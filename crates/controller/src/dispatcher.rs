use std::sync::Arc;

use tracing::{debug, info, warn};
use warden_core::{DeletedObject, KeyError, Object, ResourceEvent, ResourceKey};
use warden_queue::ChangeQueue;
use warden_store::ResourceEventHandler;

/// Turns cache events into queue keys, dropping updates that change nothing.
pub struct EventDispatcher {
    controller: String,
    queue: Arc<ChangeQueue<ResourceKey>>,
}

impl EventDispatcher {
    pub fn new(controller: impl Into<String>, queue: Arc<ChangeQueue<ResourceKey>>) -> Self {
        Self { controller: controller.into(), queue }
    }

    /// Handle one event; returns the key that was enqueued, if any.
    pub fn handle<K: Object>(&self, event: &ResourceEvent<K>) -> Option<ResourceKey> {
        let key = match event {
            ResourceEvent::Added(obj) => {
                let key = self.derive(obj.key(), event)?;
                info!(controller = %self.controller, key = %key, "add obj");
                key
            }
            ResourceEvent::Updated(old, new) => {
                let key = self.derive(new.key(), event)?;
                if Arc::ptr_eq(old, new) || old.same_state(new) {
                    metrics::counter!("dispatch_noop_updates_total", "controller" => self.controller.clone()).increment(1);
                    debug!(controller = %self.controller, key = %key, "update without changes; skipped");
                    return None;
                }
                info!(controller = %self.controller, key = %key, old_rv = ?old.resource_version(), new_rv = ?new.resource_version(), "update obj");
                key
            }
            ResourceEvent::Deleted(deleted) => {
                let key = self.derive(deleted.key(), event)?;
                if let DeletedObject::Tombstone(_) = deleted {
                    debug!(controller = %self.controller, key = %key, "recovered deleted object from tombstone");
                }
                info!(controller = %self.controller, key = %key, "delete obj");
                key
            }
        };
        self.queue.add(key.clone());
        Some(key)
    }

    fn derive<K>(&self, key: Result<ResourceKey, KeyError>, event: &ResourceEvent<K>) -> Option<ResourceKey> {
        match key {
            Ok(k) => Some(k),
            Err(e) => {
                metrics::counter!("dispatch_dropped_total", "controller" => self.controller.clone()).increment(1);
                warn!(controller = %self.controller, kind = event.kind(), error = %e, "cannot derive key; event dropped");
                None
            }
        }
    }
}

impl<K: Object> ResourceEventHandler<K> for EventDispatcher {
    fn on_event(&self, event: &ResourceEvent<K>) {
        self.handle(event);
    }
}
//! In-process list/watch source.
//!
//! Keeps a resource-version history so watches opened from an older version
//! replay what they missed, exactly like the apiserver does until the history
//! is compacted. Failures, compaction and stream termination can be injected,
//! which makes it the fixture of choice for exercising cache self-healing.

use std::collections::BTreeMap;
use std::sync::{Arc, Mutex, MutexGuard, PoisonError};

use futures::{channel::mpsc, StreamExt};
use tracing::debug;
use warden_core::Object;

use crate::{EventStream, ListWatch, Listing, RawEvent, SourceError};

type Sink<K> = mpsc::UnboundedSender<Result<RawEvent<K>, SourceError>>;

struct State<K> {
    objects: BTreeMap<String, K>,
    rv: u64,
    history: Vec<(u64, RawEvent<K>)>,
    compacted_at: u64,
    watchers: Vec<Sink<K>>,
    fail_lists: u32,
    fail_watches: u32,
    expire_watches: u32,
    list_calls: u32,
    watch_calls: u32,
}

/// Shared handle; clones observe and mutate the same collection.
pub struct MemorySource<K> {
    name: String,
    state: Arc<Mutex<State<K>>>,
}

impl<K> Clone for MemorySource<K> {
    fn clone(&self) -> Self { Self { name: self.name.clone(), state: Arc::clone(&self.state) } }
}

impl<K: Object + kube::Resource> MemorySource<K> {
    pub fn new(name: impl Into<String>) -> Self {
        let state = State {
            objects: BTreeMap::new(),
            rv: 0,
            history: Vec::new(),
            compacted_at: 0,
            watchers: Vec::new(),
            fail_lists: 0,
            fail_watches: 0,
            expire_watches: 0,
            list_calls: 0,
            watch_calls: 0,
        };
        Self { name: name.into(), state: Arc::new(Mutex::new(state)) }
    }

    pub fn with_objects(name: impl Into<String>, objects: impl IntoIterator<Item = K>) -> Self {
        let src = Self::new(name);
        for o in objects {
            src.apply(o);
        }
        src
    }

    fn lock(&self) -> MutexGuard<'_, State<K>> { self.state.lock().unwrap_or_else(PoisonError::into_inner) }

    /// Create or replace an object. Returns the new resource version.
    pub fn apply(&self, mut obj: K) -> u64 {
        let Ok(key) = obj.key() else { return self.lock().rv };
        let mut st = self.lock();
        st.rv += 1;
        let rv = st.rv;
        obj.meta_mut().resource_version = Some(rv.to_string());
        let ev = if st.objects.insert(key.to_string(), obj.clone()).is_some() {
            RawEvent::Modified(obj)
        } else {
            RawEvent::Added(obj)
        };
        publish(&mut st, rv, ev);
        rv
    }

    /// Remove an object and announce it to live watches.
    pub fn delete(&self, key: &str) -> Option<K> {
        let mut st = self.lock();
        let mut obj = st.objects.remove(key)?;
        st.rv += 1;
        let rv = st.rv;
        obj.meta_mut().resource_version = Some(rv.to_string());
        publish(&mut st, rv, RawEvent::Deleted(obj.clone()));
        Some(obj)
    }

    /// Drop the change history: watches from any older version now get `Gone`.
    pub fn compact(&self) {
        let mut st = self.lock();
        st.history.clear();
        st.compacted_at = st.rv;
    }

    /// End every open watch stream cleanly.
    pub fn close_watches(&self) {
        self.lock().watchers.clear();
    }

    /// Deliver an error to every open watch and close it.
    pub fn fail_watches(&self, err: SourceError) {
        let mut st = self.lock();
        for w in st.watchers.drain(..) {
            let _ = w.unbounded_send(Err(err.clone()));
        }
    }

    /// Push a raw item to open watches without touching the collection.
    pub fn inject(&self, item: Result<RawEvent<K>, SourceError>) {
        let st = self.lock();
        for w in st.watchers.iter() {
            let _ = w.unbounded_send(item.clone());
        }
    }

    pub fn fail_next_lists(&self, n: u32) { self.lock().fail_lists = n; }
    pub fn fail_next_watches(&self, n: u32) { self.lock().fail_watches = n; }
    /// The next `n` watches are refused with `Gone` whatever version they ask for.
    pub fn expire_next_watches(&self, n: u32) { self.lock().expire_watches = n; }

    pub fn list_calls(&self) -> u32 { self.lock().list_calls }
    pub fn watch_calls(&self) -> u32 { self.lock().watch_calls }
    pub fn open_watches(&self) -> usize { self.lock().watchers.iter().filter(|w| !w.is_closed()).count() }
    pub fn resource_version(&self) -> u64 { self.lock().rv }
}

fn publish<K: Clone>(st: &mut State<K>, rv: u64, ev: RawEvent<K>) {
    st.watchers.retain(|w| w.unbounded_send(Ok(ev.clone())).is_ok());
    st.history.push((rv, ev));
}

#[async_trait::async_trait]
impl<K: Object + kube::Resource> ListWatch<K> for MemorySource<K> {
    fn describe(&self) -> String { format!("memory:{}", self.name) }

    async fn list(&self) -> Result<Listing<K>, SourceError> {
        let mut st = self.lock();
        st.list_calls += 1;
        if st.fail_lists > 0 {
            st.fail_lists -= 1;
            return Err(SourceError::Transport("injected list failure".into()));
        }
        Ok(Listing { items: st.objects.values().cloned().collect(), resource_version: st.rv.to_string() })
    }

    async fn watch(&self, resource_version: &str) -> Result<EventStream<K>, SourceError> {
        let from: u64 = resource_version
            .parse()
            .map_err(|_| SourceError::Api { code: 400, message: format!("bad resource version {:?}", resource_version) })?;
        let mut st = self.lock();
        st.watch_calls += 1;
        if st.fail_watches > 0 {
            st.fail_watches -= 1;
            return Err(SourceError::Transport("injected watch failure".into()));
        }
        if st.expire_watches > 0 {
            st.expire_watches -= 1;
            return Err(SourceError::Gone(format!("{} expired", from)));
        }
        if from < st.compacted_at {
            return Err(SourceError::Gone(format!("{} < {}", from, st.compacted_at)));
        }
        let (tx, rx) = mpsc::unbounded();
        for (rv, ev) in st.history.iter() {
            if *rv > from {
                let _ = tx.unbounded_send(Ok(ev.clone()));
            }
        }
        st.watchers.push(tx);
        debug!(source = %self.name, from, "memory watch opened");
        Ok(rx.boxed())
    }
}
use std::str::FromStr;
use std::time::Duration;

use anyhow::{bail, Context, Result};
use clap::{ArgAction, Parser, ValueEnum};
use k8s_openapi::api::core::v1::{Endpoints, Service};
use k8s_openapi::NamespaceResourceScope;
use kube::{Api, Client, Resource};
use serde::Serialize;
use tokio::signal;
use tokio_util::sync::CancellationToken;
use tracing::{info, warn};
use warden_controller::{Aggregator, ControllerConfig, Reconciler, ResourceController};
use warden_core::{Object, ResourceKey};
use warden_kubehub::{dynamic_source, KubeListWatch};
use warden_store::WatchCache;

#[derive(Parser, Debug)]
#[command(name = "wardend", version, about = "Warden controller daemon")]
struct Cli {
    /// Restrict watches to one namespace (default: all namespaces)
    #[arg(short = 'n', long = "namespace", env = "WARDEN_NAMESPACE")]
    namespace: Option<String>,

    /// Workers per controller
    #[arg(long = "workers")]
    workers: Option<usize>,

    /// Retries before a failing key is dropped
    #[arg(long = "max-retries")]
    max_retries: Option<u32>,

    /// Periodic resync in seconds (0 disables)
    #[arg(long = "resync-secs")]
    resync_secs: Option<u64>,

    /// Give up when caches have not synced after this many seconds
    #[arg(long = "sync-timeout-secs")]
    sync_timeout_secs: Option<u64>,

    /// Label selector applied to every watch
    #[arg(short = 'l', long = "label-selector")]
    label_selector: Option<String>,

    /// Built-in kinds to run controllers for
    #[arg(long = "kinds", value_enum, value_delimiter = ',', default_values_t = vec![Kind::Services, Kind::Endpoints])]
    kinds: Vec<Kind>,

    /// Extra kind to watch, e.g. "v1/ConfigMap" or "cert-manager.io/v1/Certificate" (repeatable)
    #[arg(long = "watch", value_name = "GVK")]
    watch: Vec<String>,

    /// Print the resolved configuration as JSON and exit
    #[arg(long = "print-config", action = ArgAction::SetTrue)]
    print_config: bool,
}

#[derive(Copy, Clone, Debug, Eq, PartialEq, ValueEnum)]
enum Kind { Services, Endpoints }

impl Kind {
    fn name(self) -> &'static str {
        match self {
            Kind::Services => "services",
            Kind::Endpoints => "endpoints",
        }
    }
}

#[derive(Serialize)]
struct Resolved<'a> {
    namespace: Option<&'a str>,
    label_selector: Option<&'a str>,
    kinds: Vec<&'static str>,
    watch: &'a [String],
    controller: &'a ControllerConfig,
}

impl Cli {
    /// Environment defaults, overridden by flags.
    fn controller_config(&self) -> Result<ControllerConfig> {
        let mut cfg = ControllerConfig::from_env().context("reading WARDEN_* settings")?;
        if let Some(n) = self.workers {
            cfg.workers = n;
        }
        if let Some(n) = self.max_retries {
            cfg.max_retries = n;
        }
        if let Some(s) = self.resync_secs {
            cfg.resync_period = if s == 0 { None } else { Some(Duration::from_secs(s)) };
        }
        if let Some(s) = self.sync_timeout_secs {
            cfg.sync_timeout = Duration::from_secs(s);
        }
        Ok(cfg)
    }

    fn resolved<'a>(&'a self, cfg: &'a ControllerConfig) -> Resolved<'a> {
        Resolved {
            namespace: self.namespace.as_deref(),
            label_selector: self.label_selector.as_deref(),
            kinds: self.kinds.iter().map(|k| k.name()).collect(),
            watch: &self.watch,
            controller: cfg,
        }
    }
}

fn init_tracing() {
    let env = std::env::var("WARDEN_LOG").unwrap_or_else(|_| "info".to_string());
    let filter = tracing_subscriber::EnvFilter::from_str(&env).unwrap_or_else(|_| tracing_subscriber::EnvFilter::new("info"));
    tracing_subscriber::fmt().with_env_filter(filter).with_target(true).init();
}

fn init_metrics() {
    if let Ok(addr) = std::env::var("WARDEN_METRICS_ADDR") {
        if let Ok(sock) = addr.parse::<std::net::SocketAddr>() {
            let builder = metrics_exporter_prometheus::PrometheusBuilder::new();
            match builder.with_http_listener(sock).install() {
                Ok(_) => tracing::info!(addr = %addr, "Prometheus metrics exporter listening"),
                Err(e) => tracing::warn!(error = %e, "failed to install metrics exporter"),
            }
        } else {
            tracing::warn!(addr = %addr, "invalid WARDEN_METRICS_ADDR; expected host:port");
        }
    }
}

/// Reconciler that only reports what the cache holds for the key.
struct LogReconciler {
    kind: String,
}

impl LogReconciler {
    fn new(kind: impl Into<String>) -> Self { Self { kind: kind.into() } }
}

#[async_trait::async_trait]
impl<K: Object> Reconciler<K> for LogReconciler {
    async fn reconcile(&self, key: &ResourceKey, cache: &WatchCache<K>) -> Result<()> {
        match cache.get(key) {
            Some(obj) => info!(kind = %self.kind, key = %key, rv = ?obj.resource_version(), "reconciled"),
            None => info!(kind = %self.kind, key = %key, "reconciled deletion"),
        }
        Ok(())
    }
}

fn api<K>(client: &Client, namespace: Option<&str>) -> Api<K>
where
    K: Resource<Scope = NamespaceResourceScope>,
    <K as Resource>::DynamicType: Default,
{
    match namespace {
        Some(ns) => Api::namespaced(client.clone(), ns),
        None => Api::all(client.clone()),
    }
}

fn typed_source<K>(client: &Client, cli: &Cli, name: &str) -> KubeListWatch<K>
where
    K: Resource<Scope = NamespaceResourceScope>,
    <K as Resource>::DynamicType: Default,
{
    let src = KubeListWatch::new(api::<K>(client, cli.namespace.as_deref()), name);
    match cli.label_selector.as_deref() {
        Some(sel) => src.labels(sel),
        None => src,
    }
}

async fn build(client: Client, cli: &Cli, cfg: &ControllerConfig) -> Result<Aggregator> {
    let mut agg = Aggregator::new();
    for kind in &cli.kinds {
        match kind {
            Kind::Services => {
                let src = typed_source::<Service>(&client, cli, kind.name());
                agg.add(ResourceController::new(kind.name(), src, LogReconciler::new("Service"), cfg.clone()), cfg.workers);
            }
            Kind::Endpoints => {
                let src = typed_source::<Endpoints>(&client, cli, kind.name());
                agg.add(ResourceController::new(kind.name(), src, LogReconciler::new("Endpoints"), cfg.clone()), cfg.workers);
            }
        }
    }
    for gvk in &cli.watch {
        let mut src = dynamic_source(client.clone(), gvk, cli.namespace.as_deref())
            .await
            .with_context(|| format!("resolving {}", gvk))?;
        if let Some(sel) = cli.label_selector.as_deref() {
            src = src.labels(sel);
        }
        agg.add(ResourceController::new(gvk.clone(), src, LogReconciler::new(gvk.clone()), cfg.clone()), cfg.workers);
    }
    Ok(agg)
}

async fn shutdown_signal() {
    #[cfg(unix)]
    {
        let mut term = match signal::unix::signal(signal::unix::SignalKind::terminate()) {
            Ok(s) => s,
            Err(e) => {
                warn!(error = %e, "cannot listen for SIGTERM; Ctrl-C only");
                let _ = signal::ctrl_c().await;
                return;
            }
        };
        tokio::select! {
            _ = signal::ctrl_c() => {}
            _ = term.recv() => {}
        }
    }
    #[cfg(not(unix))]
    {
        let _ = signal::ctrl_c().await;
    }
}

/// First signal stops the controllers gracefully; a second one exits at once.
fn spawn_signal_handler(stop: CancellationToken) {
    tokio::spawn(async move {
        shutdown_signal().await;
        info!("shutdown signal received; draining controllers (repeat to force exit)");
        stop.cancel();
        shutdown_signal().await;
        warn!("second shutdown signal; exiting immediately");
        std::process::exit(1);
    });
}

#[tokio::main]
async fn main() -> Result<()> {
    init_tracing();
    let cli = Cli::parse();
    let cfg = cli.controller_config()?;
    if cli.print_config {
        println!("{}", serde_json::to_string_pretty(&cli.resolved(&cfg))?);
        return Ok(());
    }
    init_metrics();

    let client = Client::try_default().await.context("connecting to the cluster")?;
    let agg = build(client, &cli, &cfg).await?;
    if agg.is_empty() {
        bail!("nothing to watch: pass --kinds or --watch");
    }
    info!(controllers = agg.len(), namespace = ?cli.namespace, workers = cfg.workers, "wardend starting");

    let stop = CancellationToken::new();
    spawn_signal_handler(stop.clone());
    let barrier = agg.barrier();
    tokio::spawn(async move {
        barrier.wait().await;
        info!(controllers = barrier.expected(), "all caches synced; controllers ready");
    });
    agg.run(stop).await?;
    info!("wardend stopped");
    Ok(())
}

### Exercise
Where a line in the listing holds the string "process", include it in the count, then report the total alone.

### Task response
2